Oy ve satır arası yorumlarınızı eksik
etmeyin.

🖇

♪ Kahraman Deniz - Böyle Sever
♪ Çağan Şengül - Çok Yazık
♪ Sezen Aksu - Çocuklar Gibi

||


Bir hastane odasında olmasına rağmen, yine de o kendine has kokusu burnuma doluyordu. Bu muazzam hisle gözlerim kapandı.

Ben heyecandan titrerken, sanki bana garezi varmış gibi sıcak dudakları, omzumun üzerine temas etti. Öpüşüyle içmeden sarhoş eden etkisinden kurtuldum ve yavaşça bedenlerimizi ayırdım.

Sulu gözlerime değen bakışları bozguna uğradı ve dudaklarındaki minik tebessüm soldu. "Mahperi..." dedi beni ikaz ederek. "Sulandırma o güzel gözlerini."

Nasırlı elleri yanaklarımı buldu ve okşadı oraları. Hazırda bekletti ellerini, eğer gözümden bir damla haş düşerse anında yakalamak için.
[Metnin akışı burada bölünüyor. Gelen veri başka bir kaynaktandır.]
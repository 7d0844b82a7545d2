use std::path::Path;
use std::time::Duration;

use async_trait::async_trait;
use common::TrackMatch;
use pipeline::{RecognizeError, Recognizer};
use reqwest::header::CONTENT_TYPE;
use reqwest::Client;
use serde::Deserialize;
use tracing::debug;

pub struct HttpRecognizer {
    client: Client,
    endpoint: String,
    timeout: Duration,
}

impl HttpRecognizer {
    pub fn new(client: Client, endpoint: impl Into<String>, timeout: Duration) -> Self {
        Self {
            client,
            endpoint: endpoint.into(),
            timeout,
        }
    }
}

#[async_trait]
impl Recognizer for HttpRecognizer {
    async fn recognize(&self, path: &Path) -> Result<Option<TrackMatch>, RecognizeError> {
        let audio = tokio::fs::read(path).await?;
        let file_name = path
            .file_name()
            .map(|name| name.to_string_lossy().to_string())
            .unwrap_or_default();
        debug!("Uploading {} bytes of '{}'", audio.len(), file_name);
        let response = self
            .client
            .post(&self.endpoint)
            .timeout(self.timeout)
            .header(CONTENT_TYPE, "application/octet-stream")
            .header("X-Filename", file_name)
            .body(audio)
            .send()
            .await
            .map_err(|err| RecognizeError::Transport(err.to_string()))?;
        if !response.status().is_success() {
            return Err(RecognizeError::Status(response.status().as_u16()));
        }
        let body = response
            .bytes()
            .await
            .map_err(|err| RecognizeError::Transport(err.to_string()))?;
        track_match_from_response(&body)
    }
}

#[derive(Deserialize)]
struct RecognitionResponse {
    #[serde(default)]
    track: Option<RecognizedTrack>,
}

#[derive(Deserialize)]
struct RecognizedTrack {
    title: Option<String>,
    subtitle: Option<String>,
    #[serde(default)]
    sections: Vec<TrackSection>,
    images: Option<TrackImages>,
}

#[derive(Deserialize)]
struct TrackSection {
    #[serde(rename = "type")]
    kind: Option<String>,
    #[serde(default)]
    metadata: Vec<SectionMetadata>,
}

#[derive(Deserialize)]
struct SectionMetadata {
    text: Option<String>,
}

#[derive(Deserialize)]
struct TrackImages {
    coverart: Option<String>,
}

/// Album is the first metadata entry of the first `SONG` section and the release
/// date the third; missing entries are simply `None`.
pub fn track_match_from_response(body: &[u8]) -> Result<Option<TrackMatch>, RecognizeError> {
    let response: RecognitionResponse =
        serde_json::from_slice(body).map_err(|err| RecognizeError::Decode(err.to_string()))?;
    let Some(track) = response.track else {
        return Ok(None);
    };

    let song = track
        .sections
        .iter()
        .find(|section| section.kind.as_deref() == Some("SONG"));
    let ordinal = |index: usize| {
        song.and_then(|section| section.metadata.get(index))
            .and_then(|entry| entry.text.clone())
    };

    Ok(Some(TrackMatch {
        album: ordinal(0),
        release_date: ordinal(2),
        title: track.title,
        artist: track.subtitle,
        cover_art_url: track.images.and_then(|images| images.coverart),
    }))
}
"Olmuyor, yapamıyorum işte. Çok acıyor mu yaraların?"

Gözümden düşen bir parça yaşı, baş parmağıyla sildi ve gözaltlarımı okşadı hafifçe. "Acımıyor ki, ben unuttum, sende unut."
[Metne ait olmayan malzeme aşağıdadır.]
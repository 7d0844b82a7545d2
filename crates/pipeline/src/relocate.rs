use std::fs;
use std::io;
use std::path::{Path, PathBuf};

use tracing::{debug, info};

pub const UNKNOWN: &str = "Unknown";
const MAX_COLLISION_SUFFIX: u32 = 10_000;

pub fn safe_component(value: Option<&str>) -> String {
    let trimmed = value.map(str::trim).unwrap_or("");
    if trimmed.is_empty() {
        return UNKNOWN.to_string();
    }
    let cleaned = trimmed.replace(['/', '\\'], "_");
    if cleaned.chars().all(|ch| ch == '.') {
        return cleaned.replace('.', "_");
    }
    cleaned
}

pub fn target_file_name(artist: Option<&str>, title: Option<&str>, source: &Path) -> String {
    let extension = source
        .extension()
        .map(|ext| format!(".{}", ext.to_string_lossy()))
        .unwrap_or_default();
    format!(
        "{} - {}{}",
        safe_component(artist),
        safe_component(title),
        extension
    )
}

pub fn relocate(
    path: &Path,
    artist: Option<&str>,
    title: Option<&str>,
    artist_subfolders: bool,
) -> io::Result<PathBuf> {
    let parent = path.parent().unwrap_or_else(|| Path::new("."));
    let dir = if artist_subfolders {
        let dir = parent.join(safe_component(artist));
        fs::create_dir_all(&dir)?;
        dir
    } else {
        parent.to_path_buf()
    };
    let desired = dir.join(target_file_name(artist, title, path));
    move_to(path, &desired)
}

pub fn move_into(path: &Path, dir: &Path) -> io::Result<PathBuf> {
    let name = path.file_name().ok_or_else(|| {
        io::Error::new(
            io::ErrorKind::InvalidInput,
            format!("no file name: {}", path.display()),
        )
    })?;
    fs::create_dir_all(dir)?;
    move_to(path, &dir.join(name))
}

/// First of `desired`, `desired (1)`, `desired (2)`, ... that is either free or
/// the source itself.
pub fn free_path(source: &Path, desired: &Path) -> io::Result<PathBuf> {
    for n in 0..=MAX_COLLISION_SUFFIX {
        let candidate = if n == 0 {
            desired.to_path_buf()
        } else {
            with_suffix(desired, n)
        };
        if candidate == source || !candidate.exists() {
            return Ok(candidate);
        }
    }
    Err(io::Error::new(
        io::ErrorKind::AlreadyExists,
        format!("no free name for {}", desired.display()),
    ))
}

fn move_to(source: &Path, desired: &Path) -> io::Result<PathBuf> {
    let target = free_path(source, desired)?;
    if target == source {
        debug!("Filename already correct: {}", source.display());
        return Ok(target);
    }
    fs::rename(source, &target)?;
    info!("Moved {} -> {}", source.display(), target.display());
    Ok(target)
}

fn with_suffix(path: &Path, n: u32) -> PathBuf {
    let stem = path
        .file_stem()
        .map(|s| s.to_string_lossy().to_string())
        .unwrap_or_default();
    let name = match path.extension() {
        Some(ext) => format!("{} ({}).{}", stem, n, ext.to_string_lossy()),
        None => format!("{} ({})", stem, n),
    };
    path.with_file_name(name)
}

#[cfg(test)]
mod tests {
    use super::{move_into, relocate, safe_component, target_file_name};
    use std::fs;
    use std::path::Path;

    #[test]
    fn builds_name_from_artist_and_title() {
        let name = target_file_name(Some("AC/DC"), Some("Back In Black"), Path::new("x/track01.MP3"));
        assert_eq!(name, "AC_DC - Back In Black.MP3");
    }

    #[test]
    fn missing_parts_become_unknown() {
        assert_eq!(target_file_name(None, Some("  "), Path::new("a.flac")), "Unknown - Unknown.flac");
        assert_eq!(safe_component(Some("..")), "__");
        assert_eq!(safe_component(Some(" Drift ")), "Drift");
    }

    #[test]
    fn renames_alongside_original() {
        let dir = tempfile::tempdir().unwrap();
        let source = dir.path().join("track01.mp3");
        fs::write(&source, b"audio").unwrap();

        let moved = relocate(&source, Some("Drift"), Some("Neon"), false).unwrap();
        assert_eq!(moved, dir.path().join("Drift - Neon.mp3"));
        assert!(moved.exists());
        assert!(!source.exists());
    }

    #[test]
    fn already_named_file_is_left_alone() {
        let dir = tempfile::tempdir().unwrap();
        let source = dir.path().join("Drift - Neon.mp3");
        fs::write(&source, b"audio").unwrap();

        let moved = relocate(&source, Some("Drift"), Some("Neon"), false).unwrap();
        assert_eq!(moved, source);
        assert_eq!(fs::read(&source).unwrap(), b"audio");
    }

    #[test]
    fn collisions_get_a_counter_instead_of_overwriting() {
        let dir = tempfile::tempdir().unwrap();
        let existing = dir.path().join("Drift - Neon.mp3");
        fs::write(&existing, b"first").unwrap();
        let source = dir.path().join("other.mp3");
        fs::write(&source, b"second").unwrap();

        let moved = relocate(&source, Some("Drift"), Some("Neon"), false).unwrap();
        assert_eq!(moved, dir.path().join("Drift - Neon (1).mp3"));
        assert_eq!(fs::read(&existing).unwrap(), b"first");
        assert_eq!(fs::read(&moved).unwrap(), b"second");

        // A second pass over the suffixed file keeps its name.
        let again = relocate(&moved, Some("Drift"), Some("Neon"), false).unwrap();
        assert_eq!(again, moved);
    }

    #[test]
    fn artist_subfolder_is_created() {
        let dir = tempfile::tempdir().unwrap();
        let source = dir.path().join("track.ogg");
        fs::write(&source, b"audio").unwrap();

        let moved = relocate(&source, Some("Drift"), Some("Neon"), true).unwrap();
        assert_eq!(moved, dir.path().join("Drift").join("Drift - Neon.ogg"));
        assert!(moved.exists());
    }

    #[test]
    fn move_into_keeps_basename() {
        let dir = tempfile::tempdir().unwrap();
        let source = dir.path().join("mystery.wav");
        fs::write(&source, b"audio").unwrap();
        let queue = dir.path().join("manual_input");

        let moved = move_into(&source, &queue).unwrap();
        assert_eq!(moved, queue.join("mystery.wav"));
        assert!(!source.exists());
    }
}
//! In-memory collaborators for the pipeline tests.
//!
//! `JsonTagStore` keeps a file's "tags" as JSON inside the file itself, so tags
//! travel with the file when the relocator renames it.

use std::collections::{BTreeMap, HashMap, HashSet};
use std::fs;
use std::io;
use std::path::Path;
use std::sync::Arc;
use std::time::{Duration, Instant};

use async_trait::async_trait;
use common::{AudioFormat, TrackMatch};
use metadata::{CoverArt, MetadataError, TagFields, TagInfo, TagStore};
use parking_lot::Mutex;
use serde::{Deserialize, Serialize};

use crate::{Clock, CoverSource, Notifier, NotifyOptions, NotifyTarget, Pipeline, RecognizeError, Recognizer};

#[derive(Clone, Debug, Default, PartialEq, Serialize, Deserialize)]
pub struct FakeTags {
    pub title: Option<String>,
    pub artist: Option<String>,
    pub album: Option<String>,
    pub date: Option<String>,
    #[serde(default)]
    pub comments: Vec<String>,
    #[serde(default)]
    pub extra: BTreeMap<String, String>,
    #[serde(default)]
    pub cover: Option<Vec<u8>>,
}

pub fn write_fake(path: &Path, tags: &FakeTags) {
    fs::write(path, serde_json::to_vec(tags).unwrap()).unwrap();
}

pub fn read_fake(path: &Path) -> FakeTags {
    load(path).unwrap()
}

fn load(path: &Path) -> Result<FakeTags, MetadataError> {
    if AudioFormat::from_path(path).is_none() {
        return Err(MetadataError::Unsupported(path.to_path_buf()));
    }
    let bytes = fs::read(path)?;
    if bytes.is_empty() {
        return Ok(FakeTags::default());
    }
    serde_json::from_slice(&bytes)
        .map_err(|err| MetadataError::Io(io::Error::new(io::ErrorKind::InvalidData, err)))
}

#[derive(Default)]
pub struct JsonTagStore {
    read_only: Mutex<HashSet<String>>,
}

impl JsonTagStore {
    pub fn fail_writes_for(&self, file_name: &str) {
        self.read_only.lock().insert(file_name.to_string());
    }

    fn update<F: FnOnce(&mut FakeTags)>(&self, path: &Path, change: F) -> Result<(), MetadataError> {
        let name = path
            .file_name()
            .map(|n| n.to_string_lossy().to_string())
            .unwrap_or_default();
        if self.read_only.lock().contains(&name) {
            return Err(MetadataError::Io(io::Error::new(
                io::ErrorKind::PermissionDenied,
                "read-only file",
            )));
        }
        let mut tags = load(path)?;
        change(&mut tags);
        fs::write(path, serde_json::to_vec(&tags).unwrap())?;
        Ok(())
    }
}

impl TagStore for JsonTagStore {
    fn read_tags(&self, path: &Path) -> Result<TagInfo, MetadataError> {
        let tags = load(path)?;
        Ok(TagInfo {
            fields: TagFields {
                title: tags.title,
                artist: tags.artist,
                album: tags.album,
                date: tags.date,
            },
            comments: tags.comments.clone(),
            extra_fields: tags.extra.keys().cloned().collect(),
            has_embedded_cover: tags.cover.is_some(),
        })
    }

    fn write_tags(&self, path: &Path, fields: &TagFields) -> Result<(), MetadataError> {
        self.update(path, |tags| {
            if let Some(title) = &fields.title {
                tags.title = Some(title.clone());
            }
            if let Some(artist) = &fields.artist {
                tags.artist = Some(artist.clone());
            }
            if let Some(album) = &fields.album {
                tags.album = Some(album.clone());
            }
            if let Some(date) = &fields.date {
                tags.date = Some(date.clone());
            }
        })
    }

    fn strip_to_minimal(&self, path: &Path) -> Result<TagFields, MetadataError> {
        let before = load(path)?;
        self.update(path, |tags| {
            tags.comments.clear();
            tags.extra.clear();
        })?;
        Ok(TagFields {
            title: before.title,
            artist: before.artist,
            album: before.album,
            date: before.date,
        })
    }

    fn embed_cover_art(&self, path: &Path, cover: &CoverArt) -> Result<(), MetadataError> {
        self.update(path, |tags| tags.cover = Some(cover.data.clone()))
    }

    fn add_comment(&self, path: &Path, text: &str) -> Result<(), MetadataError> {
        self.update(path, |tags| tags.comments.push(text.to_string()))
    }

    fn comments(&self, path: &Path) -> Result<Vec<String>, MetadataError> {
        Ok(load(path)?.comments)
    }
}

#[derive(Clone, Debug)]
pub enum Reply {
    Match(TrackMatch),
    NoMatch,
    Fail,
}

/// Answers by file name; unknown names get no match.
#[derive(Default)]
pub struct FakeRecognizer {
    replies: Mutex<HashMap<String, Reply>>,
    calls: Mutex<Vec<String>>,
}

impl FakeRecognizer {
    pub fn reply(&self, file_name: &str, reply: Reply) {
        self.replies.lock().insert(file_name.to_string(), reply);
    }

    pub fn calls(&self) -> Vec<String> {
        self.calls.lock().clone()
    }
}

#[async_trait]
impl Recognizer for FakeRecognizer {
    async fn recognize(&self, path: &Path) -> Result<Option<TrackMatch>, RecognizeError> {
        let name = path
            .file_name()
            .map(|n| n.to_string_lossy().to_string())
            .unwrap_or_default();
        self.calls.lock().push(name.clone());
        let reply = self.replies.lock().get(&name).cloned().unwrap_or(Reply::NoMatch);
        match reply {
            Reply::Match(track) => Ok(Some(track)),
            Reply::NoMatch => Ok(None),
            Reply::Fail => Err(RecognizeError::Transport("connection refused".to_string())),
        }
    }
}

pub const COVER_BYTES: &[u8] = &[0xFF, 0xD8, 0xFF, 0xE0, 1, 2, 3];

#[derive(Default)]
pub struct FakeCovers {
    pub fail: Mutex<bool>,
    pub fetched: Mutex<Vec<String>>,
}

#[async_trait]
impl CoverSource for FakeCovers {
    async fn fetch_cover(&self, url: &str) -> Result<CoverArt, String> {
        self.fetched.lock().push(url.to_string());
        if *self.fail.lock() {
            return Err("http 404".to_string());
        }
        Ok(CoverArt {
            data: COVER_BYTES.to_vec(),
            mime: Some("image/jpeg".to_string()),
        })
    }
}

#[derive(Clone, Debug)]
pub struct SentMessage {
    pub fields: Vec<(String, String)>,
    pub options: NotifyOptions,
}

impl SentMessage {
    pub fn field(&self, label: &str) -> Option<&str> {
        self.fields
            .iter()
            .find(|(key, _)| key == label)
            .map(|(_, value)| value.as_str())
    }
}

#[derive(Default)]
pub struct RecordingNotifier {
    pub fail: Mutex<bool>,
    pub sent: Mutex<Vec<SentMessage>>,
}

#[async_trait]
impl Notifier for RecordingNotifier {
    async fn notify(
        &self,
        _target: &NotifyTarget,
        fields: &[(String, String)],
        options: &NotifyOptions,
    ) -> Result<(), String> {
        if *self.fail.lock() {
            return Err("endpoint unreachable".to_string());
        }
        self.sent.lock().push(SentMessage {
            fields: fields.to_vec(),
            options: options.clone(),
        });
        Ok(())
    }
}

/// Every `now()` call moves time forward by `tick`; `sleep` records and advances.
pub struct FakeClock {
    now: Mutex<Instant>,
    tick: Duration,
    pub sleeps: Mutex<Vec<Duration>>,
}

impl FakeClock {
    pub fn new(tick: Duration) -> Self {
        Self {
            now: Mutex::new(Instant::now()),
            tick,
            sleeps: Mutex::new(Vec::new()),
        }
    }
}

#[async_trait]
impl Clock for FakeClock {
    fn now(&self) -> Instant {
        let mut now = self.now.lock();
        *now += self.tick;
        *now
    }

    async fn sleep(&self, duration: Duration) {
        self.sleeps.lock().push(duration);
        *self.now.lock() += duration;
    }
}

pub struct Harness {
    pub recognizer: Arc<FakeRecognizer>,
    pub tags: Arc<JsonTagStore>,
    pub covers: Arc<FakeCovers>,
    pub notifier: Arc<RecordingNotifier>,
    pub pipeline: Pipeline,
}

impl Harness {
    pub fn new() -> Self {
        let recognizer = Arc::new(FakeRecognizer::default());
        let tags = Arc::new(JsonTagStore::default());
        let covers = Arc::new(FakeCovers::default());
        let notifier = Arc::new(RecordingNotifier::default());
        let pipeline = Pipeline::new(
            recognizer.clone(),
            tags.clone(),
            covers.clone(),
            notifier.clone(),
        );
        Self {
            recognizer,
            tags,
            covers,
            notifier,
            pipeline,
        }
    }
}

pub fn track(artist: &str, title: &str) -> TrackMatch {
    TrackMatch {
        title: Some(title.to_string()),
        artist: Some(artist.to_string()),
        album: None,
        release_date: None,
        cover_art_url: None,
    }
}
"Unutamam. Sen unutabilir miydin? Gözümün önünde neler yaptılar sana... neler yaşadın? Söyle, sen aynı şey sevdiğinin başına gelse unutur muydun?"

Soruma bir yanıt alamadım. Ardından çalınan kapı da sorularımın buhar olup uçmasına sebep oldu.

"Gelme!" diye seslendi Karan, kapıya doğru dönerek. Gözlerim kocaman açılırken yataktan kalktım ve gözyaşlarımı sildin.

"Gelebilirsiniz!" diye seslendim gür bir sesle.

Kapı anında açıldı ve yüzündeki geniş tebessümle Sevim Teyze kafasını uzattı içeriye. O yavaşça odaya girdikten sonra ardından Alina, Yiğit ve Turan geldi.

Turan elindeki iki kahveden birini bana uzatınca teşekkür ederek aldım kahveyi. Sevim Teyze bu sırada oğlunun yanı başına, az önce benim oturduğum yere geçti.

Bedenimi camın önündeki ikili ama tek kişilik gibi minik olan koltuğa bıraktığımda Alina da yanıma oturdu.

"Oğlum, nasılsın yavrum. Ağrın sızın yok değil mi? Bak ben sana misler gibi tarhana çorbası yaptım, onu iç de kendine gel. Bugün çıkacakmışsın zaten. Şükür Rabb'ime."

Sevim Teyzenin dediği şeyle Alina'ya döndüm. "Çıkacak mı?"

Kafasıyla onayladı beni sırıtarak. "Sen gelmeden önce doktoruyla konuştum, pansuman haricinde burada kalmasına hacet yok dedi. Eşyalarımızı toplayıp bugünki pansumanını yaptırıp çıkacağız. Söyleyecektim de seni görür görmez kovdu beni odadan."

Yan tarafımızdan bir boğaz temizleme sesi gelince oraya döndüm. Turan ellerini önümde birleştirmiş dalgınca yere bakıyordu.

Önüme dönerek Karan ve Sevim Teyzenin tatlı atışmalarını izlemeye başladım.

"Anne, yeni uyandım, sabah sabah birşey de yiyemiyorum bilmiyor musun? Üstelik çorba mı yiyeyim? Çıkacaksak bir an önce pansuman işini halledelim. Evde yerim." diyerek yattığı yerde doğrulmaya çalıştı ama canının acımasıyla yüzünü buruşturdu.